Speaker
Description
The rapid growth of data-intensive life science research requests infrastructures and services that guarantee security, compliance, and interoperability across federated environments. EPIC Cloud (Enhanced PrIvacy and Compliance Cloud) represents the highly secure region of INFN DataCloud, representing the backbone of the Italian EOSC national node. Designed to meet stringent privacy and data protection requirements while ensuring FAIRness of scientific data, EPIC Cloud Information Security Management System is certified under ISO/IEC 27001, 27017, and 27018, ensuring a process-based approach to information security, cloud service governance, and personal data protection.
This contribution describes the organizational, architectural and operational principles underpinning the INFN EPIC Cloud, highlighting how ISO-certified information security processes enable trustworthy infrastructures to manage sensitive biomedical data and AI-driven workflows. EPIC Cloud supports critical use cases such as the Italian Health Ministry founded Health Big Data project, addressing the creation of a secure data lake for medical research in Italy, several use cases coming form NRRP-funded projects such as ICSC-Spoke8 and DARE (Digital Lifelong Prevention), the BBMRI-ERIC use case aimed to hosting AI pipelines implemented to analyse digitized tumour tissue samples and exploring the federated authentication, and the BOSCO computational genomics platform, powering large-scale analysis in compliance with GDPR and FAIR principles. By embedding security and compliance into the infrastructure lifecycle, EPIC Cloud advances data sovereignty, fosters secure research collaboration, and aligns with EOSC’s vision for global open science.

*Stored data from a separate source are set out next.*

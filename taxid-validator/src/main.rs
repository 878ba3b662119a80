// reset; cargo run -p taxid-validator
// reset; cargo run -p taxid-validator -- --input ./data/clientes.xlsx --sheet-name Clientes --csv-output invalidos.csv

use clap::Parser;
use taxid_lib::{
    process_records,
    report::{format_invalid_report, render_banner, SummaryReport},
    spreadsheet::{export_to_csv, write_invalid_records, SheetReader},
    utils::write_error_to_log,
    DOCUMENT_COLUMN, ERRORS_LOG_FILE,
};

const DEFAULT_INPUT_FILE: &str = "clientes.xlsx";
const DEFAULT_OUTPUT_FILE: &str = "clientes_invalidos.xlsx";

#[derive(Parser)]
#[command(name = "taxid-validator")]
#[command(about = "Validates the CPF/CNPJ column of a client spreadsheet and exports the invalid records")]
#[command(version)]
struct Args {
    /// Path to the Excel file with the client records
    #[arg(short, long, default_value = DEFAULT_INPUT_FILE)]
    input: String,

    /// Path of the Excel file generated with the invalid records (only written when there are any)
    #[arg(short, long, default_value = DEFAULT_OUTPUT_FILE)]
    output: String,

    /// Optional sheet name to validate (if not specified, validates the first sheet)
    #[arg(long)]
    sheet_name: Option<String>,

    /// Name of the column holding the CPF/CNPJ
    #[arg(long, default_value = DOCUMENT_COLUMN)]
    column: String,

    /// Also export the invalid records to this CSV file
    #[arg(long)]
    csv_output: Option<String>,
}

fn main() -> anyhow::Result<()> {
    let arguments = Args::parse();

    print!("{}", render_banner());

    let sheet = match SheetReader::new(&arguments.input)
        .sheet_name(arguments.sheet_name.as_deref())
        .read()
    {
        Ok(sheet) => sheet,
        Err(e) => {
            write_error_to_log("Spreadsheet Read Error", &e.to_string());
            eprintln!("❌ Failed to read {}: {e}", arguments.input);
            eprintln!("❌ Check {} for details.", ERRORS_LOG_FILE);
            std::process::exit(1);
        }
    };

    if !sheet.has_column(&arguments.column) {
        eprintln!(
            "⚠ Column '{}' not found in sheet '{}'; every record will be reported as invalid.",
            arguments.column, sheet.name
        );
    }

    let outcome = process_records(sheet.records(), &arguments.column);

    let output_file = if outcome.has_invalid_records() {
        write_error_to_log(
            "Invalid Document Report",
            &format_invalid_report(&outcome.invalid_records, &arguments.column),
        );

        if let Err(e) = write_invalid_records(&arguments.output, &outcome.invalid_records) {
            write_error_to_log("Spreadsheet Write Error", &e.to_string());
            eprintln!("❌ Failed to write {}: {e}", arguments.output);
            eprintln!("❌ Check {} for details.", ERRORS_LOG_FILE);
            std::process::exit(1);
        }

        if let Some(csv_output) = &arguments.csv_output {
            if let Err(e) = export_to_csv(csv_output, &outcome.invalid_records) {
                write_error_to_log("CSV Export Error", &format!("{e:#}"));
                eprintln!("❌ Failed to create CSV file {csv_output}: {e:#}");
                eprintln!("❌ Check {} for details.", ERRORS_LOG_FILE);
                std::process::exit(1);
            }
            println!("✅ CSV file created: {csv_output}");
        }

        Some(arguments.output.as_str())
    } else {
        None
    };

    print!("{}", SummaryReport::from_outcome(&outcome, output_file));

    Ok(())
}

A distinctive feature of EPIC Cloud is its advanced process-oriented governance model, inspired by ISO/IEC 27022:2021 guidelines for information security process management and strategically aligned with Porter’s Value Chain framework. This approach goes beyond compliance, embedding security, and privacy as integral components of INFN’s organizational and operational ecosystem.
Security and compliance are not treated as isolated functions but as value-generating activities embedded throughout the chain:
- Primary Activities: Data ingestion, AI-driven analytics, federated
authentication, and secure data sharing are reinforced by ISO-driven
controls, ensuring trust and reproducibility. - Support Activities: Infrastructure management, personnel training,
and regulatory alignment provide the foundation for operational
resilience and scalability.
We will describe how this integration allows INFN to identify critical dependencies, optimize resource allocation (skilled personnel, operational time, and financial resources), and enhance the overall value delivered to stakeholders in EOSC, in life sciences and open science communities.
Moreover, we’ll present the ongoing evolution of INFN EPIC Cloud towards a multiregion cloud that today already includes three INFN sites located in Bologna, Bari and Catania and how EPIC process-based governance model delivers tangible benefits: improved operational resilience, enhanced transparency, and readiness for multi-region scalability.
By embedding security into the value chain, EPIC Cloud establishes a replicable blueprint for scientific infrastructures committed to openness without compromising trust.